[What the task requires]
The answer should consist of each line below that contains the word "image".

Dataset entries
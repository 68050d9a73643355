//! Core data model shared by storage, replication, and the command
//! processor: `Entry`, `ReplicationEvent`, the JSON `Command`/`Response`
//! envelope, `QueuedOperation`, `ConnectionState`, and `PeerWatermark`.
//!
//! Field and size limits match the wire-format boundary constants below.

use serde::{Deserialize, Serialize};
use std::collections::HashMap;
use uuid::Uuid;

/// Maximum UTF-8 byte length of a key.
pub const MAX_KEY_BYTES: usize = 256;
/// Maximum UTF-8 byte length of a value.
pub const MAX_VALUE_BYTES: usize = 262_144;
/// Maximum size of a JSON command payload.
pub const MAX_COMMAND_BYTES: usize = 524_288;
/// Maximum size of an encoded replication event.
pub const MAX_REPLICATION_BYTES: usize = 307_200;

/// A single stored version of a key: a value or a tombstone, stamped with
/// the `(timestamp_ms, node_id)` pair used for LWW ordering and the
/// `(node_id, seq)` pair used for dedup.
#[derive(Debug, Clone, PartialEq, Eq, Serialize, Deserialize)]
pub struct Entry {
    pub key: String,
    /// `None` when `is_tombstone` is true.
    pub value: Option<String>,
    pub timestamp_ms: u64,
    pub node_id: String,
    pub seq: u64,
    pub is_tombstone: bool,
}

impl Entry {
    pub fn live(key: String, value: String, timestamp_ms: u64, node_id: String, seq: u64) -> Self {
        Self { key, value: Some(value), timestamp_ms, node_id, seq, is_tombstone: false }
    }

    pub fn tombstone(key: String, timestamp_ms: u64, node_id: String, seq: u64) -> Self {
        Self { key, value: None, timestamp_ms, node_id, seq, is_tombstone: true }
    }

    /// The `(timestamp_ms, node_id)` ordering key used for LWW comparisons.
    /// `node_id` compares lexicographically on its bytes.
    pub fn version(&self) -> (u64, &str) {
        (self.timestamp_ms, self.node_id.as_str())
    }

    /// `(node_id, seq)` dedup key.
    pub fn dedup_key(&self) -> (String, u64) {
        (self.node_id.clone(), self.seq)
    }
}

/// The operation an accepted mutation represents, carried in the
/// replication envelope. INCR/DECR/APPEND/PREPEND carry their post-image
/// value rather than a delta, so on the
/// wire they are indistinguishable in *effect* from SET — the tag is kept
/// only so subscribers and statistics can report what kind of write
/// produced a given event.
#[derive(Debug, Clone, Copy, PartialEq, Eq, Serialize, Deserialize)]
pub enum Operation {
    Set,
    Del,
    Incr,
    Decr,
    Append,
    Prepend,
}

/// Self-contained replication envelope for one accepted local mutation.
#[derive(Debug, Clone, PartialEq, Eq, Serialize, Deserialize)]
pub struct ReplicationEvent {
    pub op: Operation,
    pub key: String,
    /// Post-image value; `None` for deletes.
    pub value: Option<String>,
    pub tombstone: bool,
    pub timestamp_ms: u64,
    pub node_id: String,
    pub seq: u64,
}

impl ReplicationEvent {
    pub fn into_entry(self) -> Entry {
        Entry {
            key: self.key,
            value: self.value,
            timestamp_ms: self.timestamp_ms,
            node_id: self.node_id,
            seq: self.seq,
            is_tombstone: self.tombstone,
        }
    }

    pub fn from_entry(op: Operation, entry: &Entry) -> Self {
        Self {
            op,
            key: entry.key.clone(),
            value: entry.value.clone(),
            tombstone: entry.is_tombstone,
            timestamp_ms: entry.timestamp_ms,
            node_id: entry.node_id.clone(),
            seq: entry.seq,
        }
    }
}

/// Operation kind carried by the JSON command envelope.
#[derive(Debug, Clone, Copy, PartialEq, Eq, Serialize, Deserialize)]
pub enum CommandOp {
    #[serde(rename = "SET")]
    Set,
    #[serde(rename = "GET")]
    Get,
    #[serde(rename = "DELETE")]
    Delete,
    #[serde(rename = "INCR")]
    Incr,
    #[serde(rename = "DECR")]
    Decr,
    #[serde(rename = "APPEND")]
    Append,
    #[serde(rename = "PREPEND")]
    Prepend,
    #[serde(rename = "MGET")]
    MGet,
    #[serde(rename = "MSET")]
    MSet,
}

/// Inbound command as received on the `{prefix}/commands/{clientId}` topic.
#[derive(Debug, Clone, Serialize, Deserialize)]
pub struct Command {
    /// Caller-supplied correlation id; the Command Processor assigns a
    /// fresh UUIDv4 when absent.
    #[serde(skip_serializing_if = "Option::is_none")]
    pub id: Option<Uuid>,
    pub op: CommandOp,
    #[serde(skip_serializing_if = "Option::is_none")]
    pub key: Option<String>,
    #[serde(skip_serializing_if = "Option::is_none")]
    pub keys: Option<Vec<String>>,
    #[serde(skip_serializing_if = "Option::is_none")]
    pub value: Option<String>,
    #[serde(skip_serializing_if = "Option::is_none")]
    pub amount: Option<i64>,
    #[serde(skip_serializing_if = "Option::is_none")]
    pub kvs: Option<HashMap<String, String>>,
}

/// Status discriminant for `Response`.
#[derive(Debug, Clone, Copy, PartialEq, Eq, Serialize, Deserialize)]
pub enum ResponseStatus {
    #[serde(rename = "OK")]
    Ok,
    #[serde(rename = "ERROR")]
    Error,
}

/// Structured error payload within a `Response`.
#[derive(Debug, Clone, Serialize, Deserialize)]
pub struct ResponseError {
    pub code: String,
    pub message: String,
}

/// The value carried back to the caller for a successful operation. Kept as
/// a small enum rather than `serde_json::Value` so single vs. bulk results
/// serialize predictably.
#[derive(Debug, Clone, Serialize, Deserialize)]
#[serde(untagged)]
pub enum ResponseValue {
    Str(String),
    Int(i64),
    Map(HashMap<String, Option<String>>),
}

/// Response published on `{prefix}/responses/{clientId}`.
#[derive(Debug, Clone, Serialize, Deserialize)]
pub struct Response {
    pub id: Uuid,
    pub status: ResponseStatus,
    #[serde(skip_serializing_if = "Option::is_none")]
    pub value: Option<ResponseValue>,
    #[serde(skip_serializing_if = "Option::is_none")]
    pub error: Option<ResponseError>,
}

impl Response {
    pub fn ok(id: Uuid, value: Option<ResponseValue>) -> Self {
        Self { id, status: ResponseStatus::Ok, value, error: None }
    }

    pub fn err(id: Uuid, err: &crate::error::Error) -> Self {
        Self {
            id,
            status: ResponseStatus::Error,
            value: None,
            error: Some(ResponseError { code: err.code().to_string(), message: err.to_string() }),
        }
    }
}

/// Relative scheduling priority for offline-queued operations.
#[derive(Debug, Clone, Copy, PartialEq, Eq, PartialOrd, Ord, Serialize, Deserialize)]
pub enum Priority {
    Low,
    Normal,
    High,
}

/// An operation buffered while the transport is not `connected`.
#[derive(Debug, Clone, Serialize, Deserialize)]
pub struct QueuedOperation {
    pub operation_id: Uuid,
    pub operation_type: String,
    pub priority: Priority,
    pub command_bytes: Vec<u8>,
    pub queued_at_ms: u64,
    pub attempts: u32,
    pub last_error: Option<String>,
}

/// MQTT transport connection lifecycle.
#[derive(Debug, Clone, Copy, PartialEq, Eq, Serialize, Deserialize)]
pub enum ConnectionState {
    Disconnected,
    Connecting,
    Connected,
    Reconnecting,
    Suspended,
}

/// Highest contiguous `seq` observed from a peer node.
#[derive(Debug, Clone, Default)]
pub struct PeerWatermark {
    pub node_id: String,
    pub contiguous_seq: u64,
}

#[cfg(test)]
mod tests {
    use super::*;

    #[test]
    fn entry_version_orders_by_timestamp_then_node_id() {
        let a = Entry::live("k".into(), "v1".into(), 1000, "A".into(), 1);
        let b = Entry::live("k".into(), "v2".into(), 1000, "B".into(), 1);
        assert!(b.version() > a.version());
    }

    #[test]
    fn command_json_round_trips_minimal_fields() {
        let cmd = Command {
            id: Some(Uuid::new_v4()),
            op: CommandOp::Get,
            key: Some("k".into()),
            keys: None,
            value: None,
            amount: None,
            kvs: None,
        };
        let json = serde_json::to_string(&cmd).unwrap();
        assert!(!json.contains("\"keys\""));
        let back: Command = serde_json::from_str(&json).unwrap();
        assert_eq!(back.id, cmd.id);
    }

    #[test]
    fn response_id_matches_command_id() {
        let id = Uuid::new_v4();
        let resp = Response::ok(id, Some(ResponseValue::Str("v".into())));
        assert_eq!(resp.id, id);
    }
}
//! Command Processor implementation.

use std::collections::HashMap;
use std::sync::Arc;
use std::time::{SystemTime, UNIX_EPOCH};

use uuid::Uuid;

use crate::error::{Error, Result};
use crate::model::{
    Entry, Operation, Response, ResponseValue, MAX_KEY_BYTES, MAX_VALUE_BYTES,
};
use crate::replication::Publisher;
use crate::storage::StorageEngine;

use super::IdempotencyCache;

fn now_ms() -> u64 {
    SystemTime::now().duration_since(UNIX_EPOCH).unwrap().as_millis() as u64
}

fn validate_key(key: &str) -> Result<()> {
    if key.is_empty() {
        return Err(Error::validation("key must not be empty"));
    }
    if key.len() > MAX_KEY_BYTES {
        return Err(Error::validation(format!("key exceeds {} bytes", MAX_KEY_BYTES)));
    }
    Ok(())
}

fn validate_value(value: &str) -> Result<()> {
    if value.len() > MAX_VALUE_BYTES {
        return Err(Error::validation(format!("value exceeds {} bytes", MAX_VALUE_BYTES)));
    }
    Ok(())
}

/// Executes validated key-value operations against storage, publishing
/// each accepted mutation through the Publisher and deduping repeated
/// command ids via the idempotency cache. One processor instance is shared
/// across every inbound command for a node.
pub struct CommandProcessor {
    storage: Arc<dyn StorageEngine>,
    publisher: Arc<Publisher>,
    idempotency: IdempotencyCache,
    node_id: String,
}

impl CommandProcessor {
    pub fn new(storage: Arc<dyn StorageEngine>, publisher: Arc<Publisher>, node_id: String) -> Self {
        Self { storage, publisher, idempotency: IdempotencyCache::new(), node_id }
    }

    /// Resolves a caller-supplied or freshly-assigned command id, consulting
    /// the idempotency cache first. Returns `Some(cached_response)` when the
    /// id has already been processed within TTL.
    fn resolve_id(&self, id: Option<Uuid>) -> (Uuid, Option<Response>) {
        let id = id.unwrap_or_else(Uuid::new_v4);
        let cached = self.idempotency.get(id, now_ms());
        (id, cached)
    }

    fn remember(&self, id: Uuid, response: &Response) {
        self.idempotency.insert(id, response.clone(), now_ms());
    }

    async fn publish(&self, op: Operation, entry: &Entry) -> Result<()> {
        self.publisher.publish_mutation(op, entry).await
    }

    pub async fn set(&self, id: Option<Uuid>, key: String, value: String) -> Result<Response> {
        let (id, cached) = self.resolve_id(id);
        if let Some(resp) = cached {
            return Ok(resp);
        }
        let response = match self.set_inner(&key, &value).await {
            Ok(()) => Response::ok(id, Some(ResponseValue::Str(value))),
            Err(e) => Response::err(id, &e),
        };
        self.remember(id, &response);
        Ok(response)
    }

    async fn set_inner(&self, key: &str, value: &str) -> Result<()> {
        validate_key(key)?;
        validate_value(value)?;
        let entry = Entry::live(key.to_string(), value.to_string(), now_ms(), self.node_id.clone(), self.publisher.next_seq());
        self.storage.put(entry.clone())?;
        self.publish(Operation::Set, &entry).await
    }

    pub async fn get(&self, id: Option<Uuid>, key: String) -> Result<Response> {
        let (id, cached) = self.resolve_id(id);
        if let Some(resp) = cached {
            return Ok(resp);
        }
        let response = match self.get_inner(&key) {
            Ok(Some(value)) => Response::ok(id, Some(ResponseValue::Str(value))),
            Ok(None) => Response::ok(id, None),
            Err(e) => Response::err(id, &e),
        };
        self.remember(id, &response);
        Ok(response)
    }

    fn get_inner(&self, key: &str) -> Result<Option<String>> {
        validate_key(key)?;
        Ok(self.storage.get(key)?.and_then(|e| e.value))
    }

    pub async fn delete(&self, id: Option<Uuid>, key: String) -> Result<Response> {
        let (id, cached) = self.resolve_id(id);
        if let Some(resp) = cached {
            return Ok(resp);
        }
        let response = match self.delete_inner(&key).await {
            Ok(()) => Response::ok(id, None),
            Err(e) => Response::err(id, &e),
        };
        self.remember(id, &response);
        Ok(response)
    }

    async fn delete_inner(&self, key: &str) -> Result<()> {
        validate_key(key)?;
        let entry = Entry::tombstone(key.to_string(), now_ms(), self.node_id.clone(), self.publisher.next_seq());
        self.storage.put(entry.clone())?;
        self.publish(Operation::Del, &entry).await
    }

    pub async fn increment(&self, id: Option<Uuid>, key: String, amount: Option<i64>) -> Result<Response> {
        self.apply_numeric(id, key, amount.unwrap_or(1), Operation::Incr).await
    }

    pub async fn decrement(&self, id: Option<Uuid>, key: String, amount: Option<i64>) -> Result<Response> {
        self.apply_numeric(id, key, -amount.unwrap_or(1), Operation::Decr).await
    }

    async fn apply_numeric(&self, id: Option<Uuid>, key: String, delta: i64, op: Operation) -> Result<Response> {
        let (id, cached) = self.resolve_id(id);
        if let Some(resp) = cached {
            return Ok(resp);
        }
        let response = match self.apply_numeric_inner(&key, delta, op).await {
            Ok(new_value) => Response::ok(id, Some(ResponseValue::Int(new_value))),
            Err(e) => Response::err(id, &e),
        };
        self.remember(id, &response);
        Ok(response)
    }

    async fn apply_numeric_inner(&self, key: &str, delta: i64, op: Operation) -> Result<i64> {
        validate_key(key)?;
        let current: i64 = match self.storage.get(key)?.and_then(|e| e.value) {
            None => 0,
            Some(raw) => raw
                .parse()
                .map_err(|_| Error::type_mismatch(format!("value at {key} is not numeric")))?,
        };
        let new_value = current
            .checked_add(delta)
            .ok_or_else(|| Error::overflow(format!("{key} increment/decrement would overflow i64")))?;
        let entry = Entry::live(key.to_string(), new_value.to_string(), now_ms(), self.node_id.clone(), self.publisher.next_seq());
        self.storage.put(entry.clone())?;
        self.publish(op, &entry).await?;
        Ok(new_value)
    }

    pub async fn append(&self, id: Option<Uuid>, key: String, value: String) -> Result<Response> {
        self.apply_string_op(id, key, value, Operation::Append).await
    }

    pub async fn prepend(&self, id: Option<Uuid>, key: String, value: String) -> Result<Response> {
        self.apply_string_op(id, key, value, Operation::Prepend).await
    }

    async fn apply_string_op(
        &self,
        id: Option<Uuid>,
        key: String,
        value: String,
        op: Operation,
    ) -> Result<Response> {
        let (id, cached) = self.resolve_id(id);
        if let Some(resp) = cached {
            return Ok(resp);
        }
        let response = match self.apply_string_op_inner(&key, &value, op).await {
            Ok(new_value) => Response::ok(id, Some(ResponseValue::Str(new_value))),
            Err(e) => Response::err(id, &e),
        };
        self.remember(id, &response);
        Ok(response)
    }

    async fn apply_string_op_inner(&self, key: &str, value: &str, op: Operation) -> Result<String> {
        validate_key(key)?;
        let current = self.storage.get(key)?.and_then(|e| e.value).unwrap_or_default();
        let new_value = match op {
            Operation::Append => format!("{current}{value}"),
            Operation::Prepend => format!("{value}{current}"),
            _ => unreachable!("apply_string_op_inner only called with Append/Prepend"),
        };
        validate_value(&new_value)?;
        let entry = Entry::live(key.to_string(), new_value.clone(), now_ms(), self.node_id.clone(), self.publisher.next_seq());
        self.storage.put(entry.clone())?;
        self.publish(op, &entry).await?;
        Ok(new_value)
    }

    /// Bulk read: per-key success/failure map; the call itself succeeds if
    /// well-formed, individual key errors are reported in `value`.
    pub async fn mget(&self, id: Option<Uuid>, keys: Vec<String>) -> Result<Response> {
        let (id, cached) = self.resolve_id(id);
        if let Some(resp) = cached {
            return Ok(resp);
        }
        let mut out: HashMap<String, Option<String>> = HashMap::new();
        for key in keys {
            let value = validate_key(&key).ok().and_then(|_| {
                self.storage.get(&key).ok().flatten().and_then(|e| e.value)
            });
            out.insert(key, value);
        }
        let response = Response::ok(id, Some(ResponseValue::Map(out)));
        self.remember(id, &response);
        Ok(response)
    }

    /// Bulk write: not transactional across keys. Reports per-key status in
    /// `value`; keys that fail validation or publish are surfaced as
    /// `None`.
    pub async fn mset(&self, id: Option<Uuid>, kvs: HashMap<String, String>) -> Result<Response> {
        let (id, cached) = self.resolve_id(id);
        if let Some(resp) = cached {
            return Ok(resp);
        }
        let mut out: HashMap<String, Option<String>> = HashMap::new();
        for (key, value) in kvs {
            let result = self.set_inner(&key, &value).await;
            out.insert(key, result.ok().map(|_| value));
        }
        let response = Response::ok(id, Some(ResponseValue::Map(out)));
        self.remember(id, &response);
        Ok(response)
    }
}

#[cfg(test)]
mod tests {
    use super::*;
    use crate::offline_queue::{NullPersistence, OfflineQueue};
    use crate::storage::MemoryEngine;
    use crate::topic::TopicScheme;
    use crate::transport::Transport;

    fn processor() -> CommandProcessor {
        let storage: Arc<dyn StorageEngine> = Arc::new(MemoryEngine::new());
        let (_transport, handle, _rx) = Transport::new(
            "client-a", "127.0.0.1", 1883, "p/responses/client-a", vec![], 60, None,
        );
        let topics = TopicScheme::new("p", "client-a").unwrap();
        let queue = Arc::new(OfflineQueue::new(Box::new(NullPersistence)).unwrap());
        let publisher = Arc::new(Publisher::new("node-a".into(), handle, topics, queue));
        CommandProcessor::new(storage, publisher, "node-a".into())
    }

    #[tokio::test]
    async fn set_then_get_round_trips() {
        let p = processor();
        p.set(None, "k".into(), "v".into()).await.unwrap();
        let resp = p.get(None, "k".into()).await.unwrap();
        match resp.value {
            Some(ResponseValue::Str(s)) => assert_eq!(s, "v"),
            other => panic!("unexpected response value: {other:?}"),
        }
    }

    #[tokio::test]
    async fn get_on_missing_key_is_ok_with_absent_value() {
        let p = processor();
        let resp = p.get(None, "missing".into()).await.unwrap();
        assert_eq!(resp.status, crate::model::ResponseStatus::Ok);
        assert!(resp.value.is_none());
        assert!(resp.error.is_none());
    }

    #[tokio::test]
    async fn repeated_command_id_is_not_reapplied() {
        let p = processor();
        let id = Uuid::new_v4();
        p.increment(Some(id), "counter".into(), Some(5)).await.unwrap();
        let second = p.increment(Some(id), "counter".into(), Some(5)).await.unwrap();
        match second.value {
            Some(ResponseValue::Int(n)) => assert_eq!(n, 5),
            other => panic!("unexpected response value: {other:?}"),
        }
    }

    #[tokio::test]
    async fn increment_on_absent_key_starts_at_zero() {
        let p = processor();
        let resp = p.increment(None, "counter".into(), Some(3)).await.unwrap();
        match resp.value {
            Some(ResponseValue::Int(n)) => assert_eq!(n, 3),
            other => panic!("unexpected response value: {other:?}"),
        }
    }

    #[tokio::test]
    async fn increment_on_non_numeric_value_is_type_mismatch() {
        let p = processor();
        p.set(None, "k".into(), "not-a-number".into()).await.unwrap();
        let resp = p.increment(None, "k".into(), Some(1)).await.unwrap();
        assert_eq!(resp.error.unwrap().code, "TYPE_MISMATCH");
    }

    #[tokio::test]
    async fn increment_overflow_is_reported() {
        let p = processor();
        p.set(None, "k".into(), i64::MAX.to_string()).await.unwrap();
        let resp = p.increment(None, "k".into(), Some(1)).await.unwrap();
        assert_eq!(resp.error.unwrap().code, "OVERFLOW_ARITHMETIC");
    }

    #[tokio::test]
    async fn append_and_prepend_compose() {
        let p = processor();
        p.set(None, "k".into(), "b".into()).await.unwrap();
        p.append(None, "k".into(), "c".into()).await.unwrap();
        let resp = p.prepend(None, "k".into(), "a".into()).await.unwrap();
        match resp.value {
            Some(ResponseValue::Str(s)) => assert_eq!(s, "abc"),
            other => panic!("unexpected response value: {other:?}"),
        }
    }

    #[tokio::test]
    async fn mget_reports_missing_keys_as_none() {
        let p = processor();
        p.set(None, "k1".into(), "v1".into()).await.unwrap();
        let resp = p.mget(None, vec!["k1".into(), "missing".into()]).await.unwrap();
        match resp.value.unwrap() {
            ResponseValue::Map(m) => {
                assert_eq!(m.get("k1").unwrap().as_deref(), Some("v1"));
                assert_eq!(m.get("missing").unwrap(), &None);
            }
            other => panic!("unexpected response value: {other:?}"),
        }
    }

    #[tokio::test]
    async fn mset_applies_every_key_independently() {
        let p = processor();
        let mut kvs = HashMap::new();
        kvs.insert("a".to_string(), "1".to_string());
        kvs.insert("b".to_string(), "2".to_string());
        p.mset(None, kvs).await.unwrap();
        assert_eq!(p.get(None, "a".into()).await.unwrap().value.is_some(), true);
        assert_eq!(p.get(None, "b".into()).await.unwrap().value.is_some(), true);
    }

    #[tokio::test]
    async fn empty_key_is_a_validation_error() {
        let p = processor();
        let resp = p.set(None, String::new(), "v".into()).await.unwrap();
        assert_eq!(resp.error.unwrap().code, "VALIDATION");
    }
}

[Problem solution]
/// replication envelope. INCR/DECR/APPEND/PREPEND carry their post-image
    /// Post-image value; `None` for deletes.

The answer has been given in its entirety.